# Employment & Visit Visa help



## hayze123 (Mar 19, 2011)

I am flying to Dubai next week to live and work and my company gave me a list of documents I needed to provide them with so they could begin processing my *'entry permit/visa'*. I have provided them with this a couple of weeks ago and now I assume they are prosessing it however I haven't really heard much on it since.

Should I expect some kind of employment visa before I travel so I can present it at the airport, is that what an entry permit is?? Or do I just simply enter on a normal visit visa? I got the impression you can't work on a visit visa but I start my new job on the 1st May..

Thanks in advance for your help!


----------



## Maz25 (Jul 6, 2008)

Yes, you should get an employment visa, which would entitle you to work legally.

Have you tried contacting your employer for an update? It actually takes a couple of weeks to get your first employment visa, so I wouldn't worry too much about it. An update from your employer will however put your mind at rest.

I moved out here in 2008 and got my visa literally a few days before I was due to fly out, by which time I was also a nervous wreck.


----------



## hayze123 (Mar 19, 2011)

Thank you for your reply and advice. Yes I am going to contact my employer.
What if I don't get one in time, can I enter on a visit visa?
Also what do I have to do differently on an employment visa? I've read you have to be taken to a seperate room to be interviewede before you are allowed through.. Is that really true??


----------



## rsinner (Feb 3, 2009)

hayze123 said:


> I am flying to Dubai next week to live and work and my company gave me a list of documents I needed to provide them with so they could begin processing my *'entry permit/visa'*. I have provided them with this a couple of weeks ago and now I assume they are prosessing it however I haven't really heard much on it since.
> 
> Should I expect some kind of employment visa before I travel so I can present it at the airport, is that what an entry permit is?? Or do I just simply enter on a normal visit visa? I got the impression you can't work on a visit visa but I start my new job on the 1st May..
> 
> Thanks in advance for your help!


if they are doing what they have said they are doing that means your employment visa is under process. They will get a piece of paper (entry permit) which they can mail to you, and you will be able to enter the country on that. Once you are in the country, you will gte your medical test done, and the proper visa will be stuck/stamped on your passport. 
A LOT of people do enter the country on a visit visa, while their resident visa is under process. I am not entirely sure about the legality, but if you have such a visit visa with a letter from the employer stating that your resident visa is under process, you can get a bank account, and a utilities (electricity/water) connection (so not illegal as well I guess)


----------



## rsinner (Feb 3, 2009)

hayze123 said:


> I've read you have to be taken to a seperate room to be interviewede before you are allowed through.. Is that really true??


They probe you as well.
NO ! could have happened in a specific instance, but this is not usual


----------



## Jumeirah Jim (Jan 24, 2011)

The PROs at my company get those who are entitled to visit visas on entry to enter on one of those then sort out the employment visa once they are here. 

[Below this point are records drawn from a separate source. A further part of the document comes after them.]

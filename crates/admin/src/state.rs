//! Application state with repository-based storage.
//!
//! The state holds repository trait objects, the image store and the
//! product workflow service. The storage backend is picked by the `sqlite`
//! feature.

use std::sync::Arc;

use shopme_core::media::{ImageStore, ProductImagePaths};
use shopme_core::storage::{BrandRepository, CategoryRepository, ProductRepository};

use crate::config::Config;
use crate::media::LocalImageStore;
use crate::service::ProductService;

/// Shared application state, cloned for each request handler.
#[derive(Clone)]
pub struct AppState {
    pub products: Arc<dyn ProductRepository>,
    pub brands: Arc<dyn BrandRepository>,
    pub categories: Arc<dyn CategoryRepository>,
    pub product_service: ProductService,
    pub config: Arc<Config>,
}

impl AppState {
    /// Creates an AppState around one backend implementing every repository.
    fn build<R>(repo: Arc<R>, images: Arc<dyn ImageStore>, config: Config) -> Self
    where
        R: ProductRepository + BrandRepository + CategoryRepository + 'static,
    {
        let paths = ProductImagePaths::new(config.product_images_dir.clone());
        let product_service = ProductService::new(repo.clone(), images, paths);

        Self {
            products: repo.clone(),
            brands: repo.clone(),
            categories: repo,
            product_service,
            config: Arc::new(config),
        }
    }
}

#[cfg(feature = "sqlite")]
mod sqlite {
    use super::*;
    use crate::mock_data::seed_categories;
    use crate::storage::sqlite::SqliteRepository;

    impl AppState {
        /// Creates AppState with SQLite storage.
        pub async fn new(config: Config) -> Result<Self, anyhow::Error> {
            let repo = Arc::new(SqliteRepository::new(&config.sqlite_path).await?);
            seed_categories(repo.as_ref()).await?;

            tracing::info!(path = %config.sqlite_path, "Using SQLite storage");
            Ok(Self::build(repo, Arc::new(LocalImageStore::new()), config))
        }
    }
}

#[cfg(not(feature = "sqlite"))]
mod inmemory {
    use super::*;
    use crate::mock_data::{demo_brands, seed_categories};
    use crate::storage::inmemory::InMemoryRepository;

    impl AppState {
        /// Creates AppState with in-memory storage and demo data.
        pub async fn new(config: Config) -> Result<Self, anyhow::Error> {
            let repo = Arc::new(InMemoryRepository::with_brands(demo_brands()));
            seed_categories(repo.as_ref()).await?;

            tracing::info!("Using in-memory storage");
            Ok(Self::build(repo, Arc::new(LocalImageStore::new()), config))
        }
    }
}

// ============================================================================
// Test support
// ============================================================================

Not sure that's how its meant to be done but have never heard of any problems. Immigration just put a visa adjustment stamp in the passport once the visa is issued. That's how my visa was dealt with and I had no issues.

If your passport means you need a visa before travelling then you should get the employer to issue the visa receipt for you to collect a temporary visa at the airport on arrival. You will need the receipt for the airline so they will let you travel.


----------



## hayze123 (Mar 19, 2011)

rsinner said:


> if they are doing what they have said they are doing that means your employment visa is under process. They will get a piece of paper (entry permit) which they can mail to you, and you will be able to enter the country on that. Once you are in the country, you will gte your medical test done, and the proper visa will be stuck/stamped on your passport.
> A LOT of people do enter the country on a visit visa, while their resident visa is under process. I am not entirely sure about the legality, but if you have such a visit visa with a letter from the employer stating that your resident visa is under process, you can get a bank account, and a utilities (electricity/water) connection (so not illegal as well I guess)


Thanks! So basically an employment visa is the same as a residency visa? Except you need a medical exam to get residency.


----------



## rsinner (Feb 3, 2009)

hayze123 said:


> Thanks! So basically an employment visa is the same as a residency visa? Except you need a medical exam to get residency.


For all practical purposes your are absolutely correct


----------



## dbxsoul (Oct 14, 2008)

"Originally Posted by hayze123 
Thanks! So basically an employment visa is the same as a residency visa? Except you need a medical exam to get residency. 

For all practical purposes your are absolutely correct”

Not entirely correct:

There are two separate issues here. One is eligibility to work in the UAE (issuing of a Labour Card), the other is Residency (and issuing of a residence permit).

Labour is handled by the Department of Labour, while residency and sponsorship is handled by the Department of Immigration and Naturalization - two separate divisions of government.

The company you are going to be working for needs to apply for labour approval prior to employing you, on your arrival you need to furnish all attested original educational qualifications, you are then required to undergo a medical, you then sign a formal English/ Arabic labour contract; once this process is complete the Department of Immigration takes over and processes a Residency application - culminating in a Residency Visa being added to your passport. The Department of Labour issues you with a Labour Card. Some of the (two) processes can run concurrently. 

Your employer can apply for an employment visa prior to your arrival; this means that you would enter the country on this and not on a visit visa. This visa is only valid for 30 days in which you employer needs to secure both a labour card and residency permit for you. This is the safer option from a work perspective as you can basically start immediately as your papers are under process. 

Working on a visit visa will only land you in crap if you or the employer is caught.

In any case, why worry about hurrying to get here, the employer is responsible for the paperwork and not the employee - I'm also assuming that they will be paying for you to get here. Simply wait for the visa and the ticket and don't stress about it.

It can take time to process - depends on the type and size of company you are going to be working for... most things take time here


----------



## bigbaddom (Jun 14, 2009)

*Visa*

Hi

People really do complicate things.

1 It is standard for British passport holders to arrive here on a visit visa pending their emplyment visa.
2 Your company needs your attested education certificate to apply for a visa unless its a free zone company. They may be waiting for you to get here to attest it.
3 Once your employment visa is ready your company can adjust your status without leaving the country.

PM me if you want more help.

Kind regards

Dominic


----------